The assessment originates from relationship manager.
2nd stage: Sending application and other relevant papers to Credit Risk Management (CRM) Unit of
Head Office for analysis.
3rd stage: After analysis if it is found feasible and complied with credit policy of the bank, CRM unit
place the credit proposal with recommendation of Head Office Credit Committee and the Credit
Committee under delegated authority approves the credit proposals.
4th stage: Executive Committee of the Board approves the credit proposals which are beyond the
delegated authority of credit committee. The Board of Directors reviews the proposals approved by the
Executive Committee.
5th stage: Upon receipt of approval / sanction letter from Head Office, the branch / RM will arrange
completion of the documentation formalities as per sanction terms.

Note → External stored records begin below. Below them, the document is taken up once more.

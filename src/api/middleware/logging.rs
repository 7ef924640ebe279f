//! Request/response logging middleware.
//!
//! Logs one line on arrival and one on completion, correlated by the
//! request ID set by the request-id middleware.

use std::time::Instant;

use axum::extract::Request;
use axum::middleware::Next;
use axum::response::Response;
use tracing::{Instrument, Level, info, span};

use super::RequestId;

pub async fn logging_middleware(request: Request, next: Next) -> Response {
    let method = request.method().clone();
    let uri = request.uri().clone();
    let request_id = request
        .extensions()
        .get::<RequestId>()
        .map(|r| r.0.clone())
        .unwrap_or_else(|| "unknown".to_string());

    let span = span!(
        Level::INFO,
        "http_request",
        method = %method,
        uri = %uri,
        request_id = %request_id
    );

    async move {
        info!(method = %method, path = %uri.path(), "Request received");

        let start = Instant::now();
        let response = next.run(request).await;

        info!(
            status = %response.status().as_u16(),
            duration_ms = %start.elapsed().as_millis(),
            "Response sent"
        );

        response
    }
    .instrument(span)
    .await
}
//! Router configuration for the API.
//!
//! Centralized route registration and middleware composition.

use axum::response::Json;
use axum::routing::get;
use axum::{Router, middleware};
use tower_http::cors::CorsLayer;
use utoipa::OpenApi;

use crate::api::doc::ApiDoc;
use crate::api::handlers;
use crate::api::middleware::{
    logging_middleware, optional_auth_middleware, request_id_middleware,
};
use crate::state::AppState;

/// Creates the main application router with all routes and middleware.
///
/// # Middleware Order
/// Layers run outermost-last-added: request IDs are assigned first, then
/// logging, then (inside `/api`) optional auth so the cache middleware can
/// key by principal. The cache and invalidation layers live on the route
/// groups that configure them.
///
/// # Routes
/// - `/health`, `/cache-stats` - Diagnostics
/// - `/api/users`, `/api/posts` - Application endpoints
/// - `/api-docs/openapi.json` - OpenAPI document
pub fn create_router(state: AppState) -> Router {
    let api_routes = Router::new()
        .nest("/users", handlers::users::user_routes(&state))
        .nest("/posts", handlers::posts::post_routes(&state))
        .layer(middleware::from_fn_with_state(
            state.clone(),
            optional_auth_middleware,
        ));

    Router::new()
        .merge(handlers::health::health_routes())
        .route("/api-docs/openapi.json", get(openapi_json))
        .nest("/api", api_routes)
        .layer(middleware::from_fn(logging_middleware))
        .layer(middleware::from_fn(request_id_middleware))
        .layer(CorsLayer::permissive())
        .with_state(state)
}

async fn openapi_json() -> Json<utoipa::openapi::OpenApi> {
    Json(ApiDoc::openapi())
}
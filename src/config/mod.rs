//! Configuration management module for devmate-api
//!
//! This module provides layered configuration loading with support for:
//! - TOML configuration files
//! - Environment variable overrides
//! - Multiple environment configurations (development, test, production)
//!
//! # Configuration Priority (lowest to highest)
//! 1. `default.toml` - Base default configuration
//! 2. `{environment}.toml` - Environment-specific configuration
//! 3. `local.toml` - Local development overrides (not committed to version control)
//! 4. `DEVMATE_*` environment variables
//! 5. Conventional `REDIS_*` connection variables

pub mod environment;
pub mod error;
pub mod loader;
pub mod settings;

// Re-export public types
pub use environment::Environment;
pub use error::ConfigError;
pub use loader::ConfigLoader;
pub use settings::{AuthConfig, Settings};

6th stage: After completion of documentation formalities, the branch / RM will send a security
compliance certificate to Credit Administration Department (CAD) under CRM. The Head of CAD will
conduct concurrent audit periodically to physically verify the documents, possession, and confirmation
of title of property documents, if necessary.
7th stage: Thereafter the approval for disbursement of the facility is to be sent by CAD to the branch
RM.
8th stage: After disbursement, follow up and monitoring of the loan account is the final stage of credit
operation till adjustment of the same.
Segregation of duties of different division under CRM for ensuring smooth operation of credit function
has been discussed in Chapter-6.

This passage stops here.